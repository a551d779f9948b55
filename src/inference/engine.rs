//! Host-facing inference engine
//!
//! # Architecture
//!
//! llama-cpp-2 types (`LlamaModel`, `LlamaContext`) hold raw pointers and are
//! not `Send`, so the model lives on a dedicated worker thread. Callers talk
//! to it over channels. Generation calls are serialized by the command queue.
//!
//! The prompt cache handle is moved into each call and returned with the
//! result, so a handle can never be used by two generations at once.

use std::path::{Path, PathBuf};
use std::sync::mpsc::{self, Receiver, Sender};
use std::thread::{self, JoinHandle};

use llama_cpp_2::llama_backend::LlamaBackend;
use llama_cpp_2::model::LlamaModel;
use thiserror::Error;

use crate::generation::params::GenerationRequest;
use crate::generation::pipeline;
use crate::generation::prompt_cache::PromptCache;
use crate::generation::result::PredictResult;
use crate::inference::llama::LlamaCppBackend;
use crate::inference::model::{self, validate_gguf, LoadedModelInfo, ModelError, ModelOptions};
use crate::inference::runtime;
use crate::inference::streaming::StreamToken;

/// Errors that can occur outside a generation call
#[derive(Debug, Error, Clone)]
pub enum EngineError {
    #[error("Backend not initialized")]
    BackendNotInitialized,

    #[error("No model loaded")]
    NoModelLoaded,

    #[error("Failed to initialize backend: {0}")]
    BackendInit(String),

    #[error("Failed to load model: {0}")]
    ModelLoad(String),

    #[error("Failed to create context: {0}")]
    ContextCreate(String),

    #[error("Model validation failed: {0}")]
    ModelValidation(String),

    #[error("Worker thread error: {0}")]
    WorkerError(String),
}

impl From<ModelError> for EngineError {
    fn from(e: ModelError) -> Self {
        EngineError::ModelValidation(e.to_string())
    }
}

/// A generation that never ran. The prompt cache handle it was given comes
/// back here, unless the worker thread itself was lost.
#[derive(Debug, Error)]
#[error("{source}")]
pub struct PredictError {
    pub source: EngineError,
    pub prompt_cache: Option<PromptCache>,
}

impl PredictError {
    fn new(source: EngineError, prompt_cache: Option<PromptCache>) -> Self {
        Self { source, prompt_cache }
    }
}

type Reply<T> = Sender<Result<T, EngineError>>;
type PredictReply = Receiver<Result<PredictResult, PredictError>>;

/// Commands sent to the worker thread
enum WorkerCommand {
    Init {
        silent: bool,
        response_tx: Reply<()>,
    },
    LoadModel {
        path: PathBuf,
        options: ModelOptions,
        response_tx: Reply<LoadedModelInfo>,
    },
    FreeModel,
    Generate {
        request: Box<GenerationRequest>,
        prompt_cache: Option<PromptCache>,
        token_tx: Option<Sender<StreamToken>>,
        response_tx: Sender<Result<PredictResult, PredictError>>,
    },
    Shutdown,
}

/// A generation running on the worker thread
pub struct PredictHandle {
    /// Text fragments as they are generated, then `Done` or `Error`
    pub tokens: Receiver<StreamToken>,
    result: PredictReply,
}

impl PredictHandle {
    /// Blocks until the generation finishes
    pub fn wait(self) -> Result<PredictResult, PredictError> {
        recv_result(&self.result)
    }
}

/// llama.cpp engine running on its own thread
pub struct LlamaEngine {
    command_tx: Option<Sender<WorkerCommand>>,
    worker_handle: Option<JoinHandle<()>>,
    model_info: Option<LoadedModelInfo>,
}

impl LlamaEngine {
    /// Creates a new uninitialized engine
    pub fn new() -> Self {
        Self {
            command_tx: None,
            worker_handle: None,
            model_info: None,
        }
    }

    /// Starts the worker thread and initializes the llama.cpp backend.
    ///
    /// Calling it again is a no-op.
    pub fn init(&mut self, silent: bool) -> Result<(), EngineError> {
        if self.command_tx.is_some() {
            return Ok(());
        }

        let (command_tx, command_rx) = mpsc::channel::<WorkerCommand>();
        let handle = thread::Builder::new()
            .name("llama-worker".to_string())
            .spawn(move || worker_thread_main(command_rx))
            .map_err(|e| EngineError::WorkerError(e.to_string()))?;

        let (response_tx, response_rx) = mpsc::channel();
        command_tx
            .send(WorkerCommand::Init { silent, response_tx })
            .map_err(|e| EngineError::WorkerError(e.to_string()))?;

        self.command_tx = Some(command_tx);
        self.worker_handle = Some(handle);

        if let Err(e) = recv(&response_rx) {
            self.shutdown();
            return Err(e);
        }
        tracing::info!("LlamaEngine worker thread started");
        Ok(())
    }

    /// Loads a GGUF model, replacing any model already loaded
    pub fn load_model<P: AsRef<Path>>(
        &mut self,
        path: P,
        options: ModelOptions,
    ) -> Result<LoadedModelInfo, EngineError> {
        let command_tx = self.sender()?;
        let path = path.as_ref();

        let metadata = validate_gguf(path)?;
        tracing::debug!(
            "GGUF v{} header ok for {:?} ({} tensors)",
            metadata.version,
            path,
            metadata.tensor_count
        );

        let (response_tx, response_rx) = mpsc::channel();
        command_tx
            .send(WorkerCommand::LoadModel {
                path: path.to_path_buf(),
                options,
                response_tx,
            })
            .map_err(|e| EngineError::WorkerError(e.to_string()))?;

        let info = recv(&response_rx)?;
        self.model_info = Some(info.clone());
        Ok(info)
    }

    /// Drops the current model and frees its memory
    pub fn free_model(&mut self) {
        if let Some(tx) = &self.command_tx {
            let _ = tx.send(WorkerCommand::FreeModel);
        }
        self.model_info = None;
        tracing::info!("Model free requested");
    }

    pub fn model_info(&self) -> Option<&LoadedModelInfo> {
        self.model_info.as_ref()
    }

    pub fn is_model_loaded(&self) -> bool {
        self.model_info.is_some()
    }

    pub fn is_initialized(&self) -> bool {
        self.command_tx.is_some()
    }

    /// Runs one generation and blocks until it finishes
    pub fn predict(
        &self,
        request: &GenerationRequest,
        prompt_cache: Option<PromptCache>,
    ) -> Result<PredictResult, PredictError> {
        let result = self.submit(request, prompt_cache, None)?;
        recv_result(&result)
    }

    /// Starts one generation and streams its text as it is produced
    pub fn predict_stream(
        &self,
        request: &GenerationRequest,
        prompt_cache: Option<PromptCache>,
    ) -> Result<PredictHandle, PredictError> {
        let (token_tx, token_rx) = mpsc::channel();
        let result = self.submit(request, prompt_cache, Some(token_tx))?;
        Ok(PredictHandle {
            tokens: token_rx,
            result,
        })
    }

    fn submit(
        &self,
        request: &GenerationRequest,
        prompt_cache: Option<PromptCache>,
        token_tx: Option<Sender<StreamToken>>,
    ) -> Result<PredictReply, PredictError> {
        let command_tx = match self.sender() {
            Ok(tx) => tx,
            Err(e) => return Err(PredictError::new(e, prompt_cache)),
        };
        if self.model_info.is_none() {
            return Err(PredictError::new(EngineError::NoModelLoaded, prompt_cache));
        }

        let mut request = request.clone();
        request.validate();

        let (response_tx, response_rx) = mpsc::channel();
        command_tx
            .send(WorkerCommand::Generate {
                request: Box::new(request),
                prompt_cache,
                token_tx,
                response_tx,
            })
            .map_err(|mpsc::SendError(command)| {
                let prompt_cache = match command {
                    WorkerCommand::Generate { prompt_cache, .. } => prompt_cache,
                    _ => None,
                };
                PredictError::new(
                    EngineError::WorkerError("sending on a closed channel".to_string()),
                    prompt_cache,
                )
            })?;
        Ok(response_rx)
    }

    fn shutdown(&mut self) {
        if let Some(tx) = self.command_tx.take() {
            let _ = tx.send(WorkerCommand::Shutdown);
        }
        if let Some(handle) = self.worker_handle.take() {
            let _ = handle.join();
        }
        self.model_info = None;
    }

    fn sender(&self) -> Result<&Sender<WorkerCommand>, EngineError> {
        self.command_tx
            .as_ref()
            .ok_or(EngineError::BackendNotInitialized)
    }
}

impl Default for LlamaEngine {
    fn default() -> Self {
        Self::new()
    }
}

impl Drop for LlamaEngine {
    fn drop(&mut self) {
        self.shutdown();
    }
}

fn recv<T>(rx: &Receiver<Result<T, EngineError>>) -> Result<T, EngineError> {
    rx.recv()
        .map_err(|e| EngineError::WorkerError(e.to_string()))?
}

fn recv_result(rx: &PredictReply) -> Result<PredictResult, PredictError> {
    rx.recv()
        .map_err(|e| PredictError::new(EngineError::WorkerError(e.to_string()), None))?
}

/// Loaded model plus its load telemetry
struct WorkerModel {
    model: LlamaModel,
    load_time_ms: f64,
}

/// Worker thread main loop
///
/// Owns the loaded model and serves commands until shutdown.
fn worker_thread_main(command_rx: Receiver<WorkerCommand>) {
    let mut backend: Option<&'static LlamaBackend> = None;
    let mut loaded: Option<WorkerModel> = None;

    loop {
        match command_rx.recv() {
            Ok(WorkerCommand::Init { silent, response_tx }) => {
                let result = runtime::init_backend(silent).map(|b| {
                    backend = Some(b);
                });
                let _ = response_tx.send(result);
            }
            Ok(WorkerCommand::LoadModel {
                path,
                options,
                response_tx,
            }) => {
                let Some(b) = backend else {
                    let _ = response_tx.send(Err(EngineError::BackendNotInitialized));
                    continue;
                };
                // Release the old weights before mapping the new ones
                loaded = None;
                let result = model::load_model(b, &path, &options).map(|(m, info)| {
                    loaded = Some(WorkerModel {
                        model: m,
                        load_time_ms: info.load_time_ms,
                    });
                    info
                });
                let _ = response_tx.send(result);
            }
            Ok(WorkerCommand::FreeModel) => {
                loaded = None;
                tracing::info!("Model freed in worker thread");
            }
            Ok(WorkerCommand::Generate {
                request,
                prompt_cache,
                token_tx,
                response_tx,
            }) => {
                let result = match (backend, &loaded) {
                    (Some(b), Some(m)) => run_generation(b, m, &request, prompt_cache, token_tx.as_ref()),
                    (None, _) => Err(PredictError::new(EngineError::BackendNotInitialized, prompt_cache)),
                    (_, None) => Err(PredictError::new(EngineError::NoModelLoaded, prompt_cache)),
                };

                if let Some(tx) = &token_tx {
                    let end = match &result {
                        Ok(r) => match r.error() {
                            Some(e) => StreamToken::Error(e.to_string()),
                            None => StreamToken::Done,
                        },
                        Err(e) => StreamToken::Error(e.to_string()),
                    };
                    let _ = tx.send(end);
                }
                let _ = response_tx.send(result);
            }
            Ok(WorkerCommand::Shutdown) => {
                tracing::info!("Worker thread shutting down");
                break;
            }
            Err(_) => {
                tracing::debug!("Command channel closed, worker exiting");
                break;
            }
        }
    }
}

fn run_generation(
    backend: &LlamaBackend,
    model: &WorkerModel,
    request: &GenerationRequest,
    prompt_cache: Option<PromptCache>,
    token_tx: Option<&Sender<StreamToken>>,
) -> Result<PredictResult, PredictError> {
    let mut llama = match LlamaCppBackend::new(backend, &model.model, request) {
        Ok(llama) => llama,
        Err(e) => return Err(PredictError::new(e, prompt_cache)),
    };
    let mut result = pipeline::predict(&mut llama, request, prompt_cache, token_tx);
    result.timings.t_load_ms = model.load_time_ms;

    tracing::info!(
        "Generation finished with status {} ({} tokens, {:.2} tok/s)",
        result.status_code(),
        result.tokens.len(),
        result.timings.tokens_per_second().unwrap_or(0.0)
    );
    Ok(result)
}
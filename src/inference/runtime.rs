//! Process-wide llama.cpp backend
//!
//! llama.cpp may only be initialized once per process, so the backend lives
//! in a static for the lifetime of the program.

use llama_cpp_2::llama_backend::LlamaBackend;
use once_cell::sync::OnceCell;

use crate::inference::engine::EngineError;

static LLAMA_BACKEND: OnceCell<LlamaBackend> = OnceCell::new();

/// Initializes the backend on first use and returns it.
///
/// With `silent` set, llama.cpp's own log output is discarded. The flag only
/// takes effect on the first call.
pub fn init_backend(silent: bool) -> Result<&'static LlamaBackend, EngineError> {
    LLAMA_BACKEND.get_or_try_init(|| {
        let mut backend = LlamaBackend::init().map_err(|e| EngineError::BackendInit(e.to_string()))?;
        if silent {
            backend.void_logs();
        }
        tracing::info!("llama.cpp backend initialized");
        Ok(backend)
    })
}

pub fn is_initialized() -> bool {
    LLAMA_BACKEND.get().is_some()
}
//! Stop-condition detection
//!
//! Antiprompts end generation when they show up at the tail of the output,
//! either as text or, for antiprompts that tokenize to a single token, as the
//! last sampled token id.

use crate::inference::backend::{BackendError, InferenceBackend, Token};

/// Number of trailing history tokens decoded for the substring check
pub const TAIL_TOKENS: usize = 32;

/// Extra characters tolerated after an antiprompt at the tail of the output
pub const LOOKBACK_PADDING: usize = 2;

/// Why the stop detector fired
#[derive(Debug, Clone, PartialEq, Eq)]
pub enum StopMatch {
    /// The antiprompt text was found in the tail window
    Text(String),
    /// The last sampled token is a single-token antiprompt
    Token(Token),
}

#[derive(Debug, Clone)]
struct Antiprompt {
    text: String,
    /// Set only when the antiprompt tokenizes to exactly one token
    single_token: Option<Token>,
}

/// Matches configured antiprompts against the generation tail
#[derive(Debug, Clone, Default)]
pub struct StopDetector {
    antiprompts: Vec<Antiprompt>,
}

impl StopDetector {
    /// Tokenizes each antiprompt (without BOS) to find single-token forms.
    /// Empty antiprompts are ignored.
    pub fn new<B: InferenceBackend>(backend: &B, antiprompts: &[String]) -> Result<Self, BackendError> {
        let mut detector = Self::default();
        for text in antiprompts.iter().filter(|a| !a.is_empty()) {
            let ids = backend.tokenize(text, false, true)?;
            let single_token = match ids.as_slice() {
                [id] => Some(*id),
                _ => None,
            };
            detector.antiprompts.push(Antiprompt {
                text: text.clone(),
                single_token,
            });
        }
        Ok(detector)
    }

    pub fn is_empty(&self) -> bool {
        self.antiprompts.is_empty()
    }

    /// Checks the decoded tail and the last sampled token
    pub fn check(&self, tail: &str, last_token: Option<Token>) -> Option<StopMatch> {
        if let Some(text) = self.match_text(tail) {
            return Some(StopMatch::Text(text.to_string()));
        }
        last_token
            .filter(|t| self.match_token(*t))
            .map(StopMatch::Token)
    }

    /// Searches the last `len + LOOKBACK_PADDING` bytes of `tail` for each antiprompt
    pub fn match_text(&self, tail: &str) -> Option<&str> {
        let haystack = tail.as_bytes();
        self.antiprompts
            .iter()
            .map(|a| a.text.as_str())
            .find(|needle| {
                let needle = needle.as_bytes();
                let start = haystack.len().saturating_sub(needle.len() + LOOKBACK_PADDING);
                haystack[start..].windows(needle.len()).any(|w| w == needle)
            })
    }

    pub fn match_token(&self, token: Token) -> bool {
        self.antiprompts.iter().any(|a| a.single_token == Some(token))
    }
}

Directions for this task = Could you work out how many lines in the material contain the word "JoinHandle"? Reply with the number only.

Reply = 2